Find the line with "let runs = if" in the entries below, then reproduce it and every line after it down to and including the line with "pub fn render(mut", exactly.

Top of DATA SUPPLIED

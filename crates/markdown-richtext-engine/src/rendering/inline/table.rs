//! Pipe tables written inside a paragraph.
//!
//! The markdown parser leaves `| a | b |` lines as plain text. When such a
//! line opens a paragraph's table, cells are collected row by row and laid
//! out at the end of the paragraph: every column is padded with figure
//! spaces to its widest cell, columns are separated by an em space and rows
//! by a line separator. The second row is the alignment row and is never
//! drawn.

use crate::models::{Run, TextAttributes};
use crate::rendering::LINE_SEPARATOR;
use crate::rendering::state::RenderState;
use crate::style::TextMeasurer;

pub const COLUMN_SEPARATOR: char = '|';
/// Padding character; figure spaces have a stable width in most fonts
pub const FILLER: char = '\u{2007}';
pub const COLUMN_SPACER: char = '\u{2003}';

const ALIGNMENT_ROW: usize = 1;

#[derive(Debug, Clone, Copy, Default, PartialEq, Eq)]
pub enum ColumnAlignment {
    #[default]
    Leading,
    Center,
    Trailing,
}

impl ColumnAlignment {
    /// Reads a delimiter cell such as `:---:`.
    fn from_delimiter(cell: &str) -> Self {
        let cell = cell.trim();
        match (cell.starts_with(':'), cell.ends_with(':')) {
            (true, true) if cell.len() > 1 => ColumnAlignment::Center,
            (_, true) => ColumnAlignment::Trailing,
            _ => ColumnAlignment::Leading,
        }
    }
}

/// True when a text node starts a table: its trimmed content begins and
/// ends with the column separator.
pub fn is_table_row(text: &str) -> bool {
    let t = text.trim();
    t.len() >= 2 && t.starts_with(COLUMN_SEPARATOR) && t.ends_with(COLUMN_SEPARATOR)
}

#[derive(Debug, Clone, PartialEq)]
struct Cell {
    runs: Vec<Run>,
    width: f32,
}

/// An open table collecting rows.
#[derive(Debug, Clone, PartialEq)]
pub struct InlineTable {
    columns: usize,
    column_widths: Vec<f32>,
    alignments: Option<Vec<ColumnAlignment>>,
    rows: Vec<Vec<Cell>>,
    /// Raw text of the alignment row's cells
    delimiters: Vec<String>,
    pending: Vec<Run>,
    pending_raw: String,
    /// State at the point the table opened; fills and spacers use it
    state: RenderState,
}

impl InlineTable {
    /// Opens a table from its header line. The column count is the number
    /// of separators minus one and never changes afterwards.
    pub fn open(header: &str, state: &RenderState) -> Self {
        let columns = header
            .trim()
            .matches(COLUMN_SEPARATOR)
            .count()
            .saturating_sub(1)
            .max(1);
        log::trace!("opening inline table with {columns} columns");
        Self {
            columns,
            column_widths: vec![0.0; columns],
            alignments: None,
            rows: vec![Vec::new()],
            delimiters: Vec::new(),
            pending: Vec::new(),
            pending_raw: String::new(),
            state: state.clone(),
        }
    }

    pub fn columns(&self) -> usize {
        self.columns
    }

    /// Appends a text fragment, closing a cell at every separator.
    pub fn push_text(
        &mut self,
        text: &str,
        attributes: &TextAttributes,
        measurer: &dyn TextMeasurer,
    ) {
        for (i, segment) in text.split(COLUMN_SEPARATOR).enumerate() {
            if i > 0 {
                self.close_cell(measurer);
            }
            if !segment.is_empty() {
                self.pending.push(Run::new(segment, attributes.clone()));
                self.pending_raw.push_str(segment);
            }
        }
    }

    /// Appends already-rendered runs to the pending cell.
    pub fn push_runs(&mut self, runs: Vec<Run>) {
        for mut run in runs {
            run.alignment = None;
            self.pending_raw.push_str(&run.text);
            self.pending.push(run);
        }
    }

    /// Ends the current row at a line break.
    pub fn end_row(&mut self, measurer: &dyn TextMeasurer) {
        self.close_cell(measurer);
        if self.rows.last().is_some_and(|row| !row.is_empty()) {
            self.finish_row();
        }
    }

    fn row_index(&self) -> usize {
        self.rows.len() - 1
    }

    fn finish_row(&mut self) {
        if self.row_index() == ALIGNMENT_ROW && self.alignments.is_none() {
            let alignments = (0..self.columns)
                .map(|c| {
                    self.delimiters
                        .get(c)
                        .map(|d| ColumnAlignment::from_delimiter(d))
                        .unwrap_or_default()
                })
                .collect();
            self.alignments = Some(alignments);
        }
        self.rows.push(Vec::new());
    }

    fn close_cell(&mut self, measurer: &dyn TextMeasurer) {
        let runs = trim_cell(std::mem::take(&mut self.pending));
        let raw = std::mem::take(&mut self.pending_raw);
        if runs.is_empty() {
            return;
        }
        if self.rows.last().is_some_and(|row| row.len() == self.columns) {
            self.finish_row();
        }

        let row = self.row_index();
        let runs = if row == 0 {
            runs.into_iter()
                .map(|mut run| {
                    run.attributes.font = run.attributes.font.bold();
                    run
                })
                .collect()
        } else {
            runs
        };
        let width = runs
            .iter()
            .map(|run| measurer.measure(&run.text, &run.attributes.font))
            .sum();

        let column = self.rows[row].len();
        if row == ALIGNMENT_ROW {
            self.delimiters.push(raw);
        } else if width > self.column_widths[column] {
            self.column_widths[column] = width;
        }
        self.rows[row].push(Cell { runs, width });
    }

    /// Closes the table and lays it out.
    pub fn render(mut self, measurer: &dyn TextMeasurer) -> Vec<Run> {
        self.end_row(measurer);
        let alignments = self.alignments.take().unwrap_or_default();
        let attributes = self.state.attributes();
        let filler = FILLER.to_string();
        let filler_width = measurer.measure(&filler, &self.state.font);

        let mut out = Vec::new();
        let rows = self
            .rows
            .iter()
            .enumerate()
            .filter(|(i, row)| *i != ALIGNMENT_ROW && !row.is_empty())
            .map(|(_, row)| row);
        for (r, row) in rows.enumerate() {
            if r > 0 {
                out.push(Run::new(LINE_SEPARATOR.to_string(), attributes.clone()));
            }
            for column in 0..self.columns {
                if column > 0 {
                    out.push(Run::new(COLUMN_SPACER.to_string(), attributes.clone()));
                }
                let cell = row.get(column);
                let gap = self.column_widths[column] - cell.map_or(0.0, |c| c.width);
                let fill = if filler_width > 0.0 && gap > 0.0 {
                    (gap / filler_width).round() as usize
                } else {
                    0
                };
                let (before, after) = match alignments.get(column).copied().unwrap_or_default() {
                    ColumnAlignment::Leading => (0, fill),
                    ColumnAlignment::Trailing => (fill, 0),
                    ColumnAlignment::Center => (fill / 2, fill - fill / 2),
                };
                if before > 0 {
                    out.push(Run::new(filler.repeat(before), attributes.clone()));
                }
                if let Some(cell) = cell {
                    out.extend(cell.runs.iter().cloned());
                }
                if after > 0 {
                    out.push(Run::new(filler.repeat(after), attributes.clone()));
                }
            }
        }
        out
    }
}

/// Strips the whitespace around a cell's content and drops runs left empty.
fn trim_cell(mut runs: Vec<Run>) -> Vec<Run> {
    while let Some(first) = runs.first_mut() {
        let trimmed = first.text.trim_start();
        if trimmed.is_empty() {
            runs.remove(0);
        } else {
            first.text = trimmed.to_string();
            break;
        }
    }
    while let Some(last) = runs.last_mut() {
        let trimmed = last.text.trim_end();
        if trimmed.is_empty() {
            runs.pop();
        } else {
            last.text = trimmed.to_string();
            break;
        }
    }
    runs
}

#[cfg(test)]
mod tests {
    use super::*;
    use crate::models::FontDescriptor;
    use crate::style::{Environment, MonospaceMeasurer, Style};
    use pretty_assertions::assert_eq;
    use rstest::rstest;

    fn state() -> RenderState {
        let style = Style {
            default_font: FontDescriptor::new("Body", 10.0),
            ..Style::default()
        };
        RenderState::new(&style, &Environment::default())
    }

    fn text(runs: &[Run]) -> String {
        runs.iter().map(|r| r.text.as_str()).collect()
    }

    fn table(lines: &[&str]) -> Vec<Run> {
        let m = MonospaceMeasurer::new(1.0);
        let s = state();
        let mut t = InlineTable::open(lines[0], &s);
        for (i, line) in lines.iter().enumerate() {
            if i > 0 {
                t.end_row(&m);
            }
            t.push_text(line, &s.attributes(), &m);
        }
        t.render(&m)
    }

    #[rstest]
    #[case("| a | b |", true)]
    #[case("  |x|  ", true)]
    #[case("||", true)]
    #[case("|", false)]
    #[case("a | b", false)]
    #[case("| a", false)]
    fn detects_table_rows(#[case] input: &str, #[case] expected: bool) {
        assert_eq!(is_table_row(input), expected);
    }

    #[rstest]
    #[case(":---:", ColumnAlignment::Center)]
    #[case("---:", ColumnAlignment::Trailing)]
    #[case(":---", ColumnAlignment::Leading)]
    #[case("---", ColumnAlignment::Leading)]
    #[case(":", ColumnAlignment::Trailing)]
    fn delimiter_alignment(#[case] cell: &str, #[case] expected: ColumnAlignment) {
        assert_eq!(ColumnAlignment::from_delimiter(cell), expected);
    }

    #[test]
    fn column_count_comes_from_header() {
        assert_eq!(InlineTable::open("| a | b | c |", &state()).columns(), 3);
        assert_eq!(InlineTable::open("||", &state()).columns(), 1);
    }

    #[test]
    fn equal_widths_need_no_padding() {
        let runs = table(&["| a | b |", "|---|---:|", "| x | y |"]);
        assert_eq!(text(&runs), "a\u{2003}b\u{2028}x\u{2003}y");
        assert!(runs[0].attributes.font.bold);
        assert!(!runs.last().expect("runs").attributes.font.bold);
    }

    #[test]
    fn shorter_cells_are_padded_by_alignment() {
        let runs = table(&["| name | n |", "|:---:|---:|", "| ab | 100 |"]);
        // column 0 is 4 wide, "ab" is centered; column 1 is 3 wide, "n" is trailing
        assert_eq!(
            text(&runs),
            "name\u{2003}\u{2007}\u{2007}n\u{2028}\u{2007}ab\u{2007}\u{2003}100"
        );
    }

    #[test]
    fn missing_cells_are_filled() {
        let runs = table(&["| a | b |", "|---|---|", "| long |"]);
        assert_eq!(
            text(&runs),
            "a\u{2007}\u{2007}\u{2007}\u{2003}b\u{2028}long\u{2003}\u{2007}"
        );
    }

    #[test]
    fn extra_cells_start_a_new_row() {
        let runs = table(&["| a |", "|---|", "| x | y |"]);
        assert_eq!(text(&runs), "a\u{2028}x\u{2028}y");
    }

    #[test]
    fn header_only_table() {
        let runs = table(&["| a | b |"]);
        assert_eq!(text(&runs), "a\u{2003}b");
    }

    #[test]
    fn styled_runs_join_the_pending_cell() {
        let m = MonospaceMeasurer::new(1.0);
        let s = state();
        let mut t = InlineTable::open("| a | b |", &s);
        t.push_text("| a | ", &s.attributes(), &m);
        let mut styled = Run::new("bold", s.attributes());
        styled.attributes.underline = true;
        t.push_runs(vec![styled]);
        t.push_text(" |", &s.attributes(), &m);
        let runs = t.render(&m);
        assert_eq!(text(&runs), "a\u{2003}bold");
        assert!(runs.iter().any(|r| r.text == "bold" && r.attributes.underline));
    }
}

Bottom of DATA SUPPLIED

OUTPUT FOR THIS EXERCISE:
        let runs = if row == 0 {
            runs.into_iter()
                .map(|mut run| {
                    run.attributes.font = run.attributes.font.bold();
                    run
                })
                .collect()
        } else {
            runs
        };
        let width = runs
            .iter()
            .map(|run| measurer.measure(&run.text, &run.attributes.font))
            .sum();

        let column = self.rows[row].len();
        if row == ALIGNMENT_ROW {
            self.delimiters.push(raw);
        } else if width > self.column_widths[column] {
            self.column_widths[column] = width;
        }
        self.rows[row].push(Cell { runs, width });
    }

    /// Closes the table and lays it out.
    pub fn render(mut self, measurer: &dyn TextMeasurer) -> Vec<Run> {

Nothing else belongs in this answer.